◆ Input data ◆
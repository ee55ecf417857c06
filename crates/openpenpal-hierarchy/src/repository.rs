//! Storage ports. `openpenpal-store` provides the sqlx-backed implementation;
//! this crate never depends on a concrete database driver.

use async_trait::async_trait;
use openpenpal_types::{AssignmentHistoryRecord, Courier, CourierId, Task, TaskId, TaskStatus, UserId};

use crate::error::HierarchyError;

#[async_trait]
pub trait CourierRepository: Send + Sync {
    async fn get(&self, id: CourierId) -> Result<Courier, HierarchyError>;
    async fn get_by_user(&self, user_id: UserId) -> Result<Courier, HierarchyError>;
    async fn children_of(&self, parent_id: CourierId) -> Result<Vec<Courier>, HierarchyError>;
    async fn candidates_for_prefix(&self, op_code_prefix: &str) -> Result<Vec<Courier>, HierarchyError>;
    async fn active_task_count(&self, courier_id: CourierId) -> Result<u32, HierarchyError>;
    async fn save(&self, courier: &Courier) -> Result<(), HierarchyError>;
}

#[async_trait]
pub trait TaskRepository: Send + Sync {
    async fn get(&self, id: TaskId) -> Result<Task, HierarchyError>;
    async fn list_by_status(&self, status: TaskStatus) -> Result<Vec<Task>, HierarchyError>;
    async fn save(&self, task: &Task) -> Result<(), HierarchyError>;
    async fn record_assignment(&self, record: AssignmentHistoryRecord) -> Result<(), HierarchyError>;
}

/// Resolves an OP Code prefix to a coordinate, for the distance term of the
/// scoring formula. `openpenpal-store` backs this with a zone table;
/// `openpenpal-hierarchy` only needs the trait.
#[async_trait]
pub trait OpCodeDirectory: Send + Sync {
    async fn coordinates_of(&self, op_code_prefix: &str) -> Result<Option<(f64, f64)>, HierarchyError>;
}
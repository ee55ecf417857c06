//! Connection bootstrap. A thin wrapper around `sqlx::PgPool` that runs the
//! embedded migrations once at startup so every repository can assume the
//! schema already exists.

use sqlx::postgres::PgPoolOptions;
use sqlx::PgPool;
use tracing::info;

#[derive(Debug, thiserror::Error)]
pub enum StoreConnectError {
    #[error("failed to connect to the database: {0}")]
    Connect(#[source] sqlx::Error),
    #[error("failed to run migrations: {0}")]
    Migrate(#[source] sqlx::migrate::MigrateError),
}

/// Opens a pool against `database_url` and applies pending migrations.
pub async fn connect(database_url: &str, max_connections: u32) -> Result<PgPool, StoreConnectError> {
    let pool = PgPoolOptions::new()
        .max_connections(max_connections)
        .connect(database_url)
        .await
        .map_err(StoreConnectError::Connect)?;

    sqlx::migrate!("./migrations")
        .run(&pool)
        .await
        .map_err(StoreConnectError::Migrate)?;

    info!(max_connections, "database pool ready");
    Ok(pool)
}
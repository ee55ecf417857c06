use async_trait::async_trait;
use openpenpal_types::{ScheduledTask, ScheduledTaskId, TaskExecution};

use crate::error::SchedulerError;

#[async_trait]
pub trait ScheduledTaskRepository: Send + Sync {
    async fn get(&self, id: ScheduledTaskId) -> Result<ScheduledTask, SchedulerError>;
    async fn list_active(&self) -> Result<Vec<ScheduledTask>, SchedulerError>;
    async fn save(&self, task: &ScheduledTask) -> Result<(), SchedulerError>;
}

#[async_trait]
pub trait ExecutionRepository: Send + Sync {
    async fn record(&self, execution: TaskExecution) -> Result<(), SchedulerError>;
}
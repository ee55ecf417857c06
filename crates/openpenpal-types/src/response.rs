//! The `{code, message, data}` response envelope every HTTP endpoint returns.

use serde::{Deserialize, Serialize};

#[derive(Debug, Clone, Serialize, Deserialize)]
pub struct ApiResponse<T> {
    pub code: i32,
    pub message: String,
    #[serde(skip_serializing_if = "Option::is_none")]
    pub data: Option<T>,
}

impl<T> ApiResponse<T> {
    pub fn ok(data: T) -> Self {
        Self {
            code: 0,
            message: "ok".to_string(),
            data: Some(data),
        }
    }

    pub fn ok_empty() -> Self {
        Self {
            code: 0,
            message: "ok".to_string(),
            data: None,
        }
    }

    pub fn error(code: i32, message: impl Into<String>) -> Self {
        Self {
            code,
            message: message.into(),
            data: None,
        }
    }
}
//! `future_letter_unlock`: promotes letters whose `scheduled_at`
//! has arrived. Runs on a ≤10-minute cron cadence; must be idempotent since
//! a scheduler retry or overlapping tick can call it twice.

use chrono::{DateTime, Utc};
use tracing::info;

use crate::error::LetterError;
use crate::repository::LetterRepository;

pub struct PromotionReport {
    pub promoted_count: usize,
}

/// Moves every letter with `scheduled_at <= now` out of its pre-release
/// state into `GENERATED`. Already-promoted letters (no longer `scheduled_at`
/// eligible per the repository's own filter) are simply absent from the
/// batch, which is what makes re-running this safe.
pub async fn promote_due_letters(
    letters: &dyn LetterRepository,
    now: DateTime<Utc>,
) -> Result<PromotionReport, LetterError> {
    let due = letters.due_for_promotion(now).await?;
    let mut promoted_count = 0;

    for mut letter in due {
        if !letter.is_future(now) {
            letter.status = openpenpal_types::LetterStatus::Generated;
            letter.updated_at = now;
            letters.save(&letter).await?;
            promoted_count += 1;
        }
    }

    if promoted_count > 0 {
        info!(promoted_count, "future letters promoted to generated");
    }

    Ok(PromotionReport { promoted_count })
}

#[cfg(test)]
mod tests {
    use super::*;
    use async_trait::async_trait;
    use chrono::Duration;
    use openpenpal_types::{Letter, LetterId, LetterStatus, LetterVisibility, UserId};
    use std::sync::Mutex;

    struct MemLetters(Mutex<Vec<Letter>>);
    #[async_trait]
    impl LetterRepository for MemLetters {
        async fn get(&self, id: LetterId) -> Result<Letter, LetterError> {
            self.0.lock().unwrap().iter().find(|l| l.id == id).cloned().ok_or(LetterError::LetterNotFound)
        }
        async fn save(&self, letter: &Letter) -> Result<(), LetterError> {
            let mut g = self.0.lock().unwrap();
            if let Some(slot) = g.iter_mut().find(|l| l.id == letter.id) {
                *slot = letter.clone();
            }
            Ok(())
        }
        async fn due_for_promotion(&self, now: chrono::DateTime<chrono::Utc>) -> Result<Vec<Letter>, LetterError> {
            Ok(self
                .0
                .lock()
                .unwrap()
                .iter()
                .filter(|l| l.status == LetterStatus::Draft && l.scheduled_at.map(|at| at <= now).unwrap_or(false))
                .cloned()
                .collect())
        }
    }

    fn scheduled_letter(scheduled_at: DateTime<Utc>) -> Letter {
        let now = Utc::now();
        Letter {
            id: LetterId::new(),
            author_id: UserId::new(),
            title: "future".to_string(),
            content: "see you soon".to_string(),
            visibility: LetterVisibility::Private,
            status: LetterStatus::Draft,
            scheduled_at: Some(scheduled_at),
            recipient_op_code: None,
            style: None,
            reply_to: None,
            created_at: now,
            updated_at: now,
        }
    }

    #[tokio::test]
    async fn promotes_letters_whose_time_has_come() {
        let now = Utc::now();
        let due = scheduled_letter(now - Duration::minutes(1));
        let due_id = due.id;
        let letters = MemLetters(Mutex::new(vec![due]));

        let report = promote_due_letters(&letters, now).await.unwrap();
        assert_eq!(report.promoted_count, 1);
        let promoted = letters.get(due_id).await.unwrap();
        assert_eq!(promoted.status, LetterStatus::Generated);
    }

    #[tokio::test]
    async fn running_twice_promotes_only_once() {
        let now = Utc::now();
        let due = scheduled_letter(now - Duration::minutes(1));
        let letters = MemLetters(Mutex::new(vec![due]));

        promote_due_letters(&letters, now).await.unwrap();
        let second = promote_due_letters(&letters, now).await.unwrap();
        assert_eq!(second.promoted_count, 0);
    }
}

◆ Work to complete ◆
Your output should consist solely of the lines from the beginning of the entries through the line containing "pub enum StoreConnectError", reproduced exactly.

◆ Answer area ◆
repository ee55ecf417857c06
filename crates/openpenpal-hierarchy/src/repository.rs
//! Storage ports. `openpenpal-store` provides the sqlx-backed implementation;
//! this crate never depends on a concrete database driver.

use async_trait::async_trait;
use openpenpal_types::{AssignmentHistoryRecord, Courier, CourierId, Task, TaskId, TaskStatus, UserId};

use crate::error::HierarchyError;

#[async_trait]
pub trait CourierRepository: Send + Sync {
    async fn get(&self, id: CourierId) -> Result<Courier, HierarchyError>;
    async fn get_by_user(&self, user_id: UserId) -> Result<Courier, HierarchyError>;
    async fn children_of(&self, parent_id: CourierId) -> Result<Vec<Courier>, HierarchyError>;
    async fn candidates_for_prefix(&self, op_code_prefix: &str) -> Result<Vec<Courier>, HierarchyError>;
    async fn active_task_count(&self, courier_id: CourierId) -> Result<u32, HierarchyError>;
    async fn save(&self, courier: &Courier) -> Result<(), HierarchyError>;
}

#[async_trait]
pub trait TaskRepository: Send + Sync {
    async fn get(&self, id: TaskId) -> Result<Task, HierarchyError>;
    async fn list_by_status(&self, status: TaskStatus) -> Result<Vec<Task>, HierarchyError>;
    async fn save(&self, task: &Task) -> Result<(), HierarchyError>;
    async fn record_assignment(&self, record: AssignmentHistoryRecord) -> Result<(), HierarchyError>;
}

/// Resolves an OP Code prefix to a coordinate, for the distance term of the
/// scoring formula. `openpenpal-store` backs this with a zone table;
/// `openpenpal-hierarchy` only needs the trait.
#[async_trait]
pub trait OpCodeDirectory: Send + Sync {
    async fn coordinates_of(&self, op_code_prefix: &str) -> Result<Option<(f64, f64)>, HierarchyError>;
}
repository ee55ecf417857c06
//! Connection bootstrap. A thin wrapper around `sqlx::PgPool` that runs the
//! embedded migrations once at startup so every repository can assume the
//! schema already exists.

use sqlx::postgres::PgPoolOptions;
use sqlx::PgPool;
use tracing::info;

#[derive(Debug, thiserror::Error)]
pub enum StoreConnectError {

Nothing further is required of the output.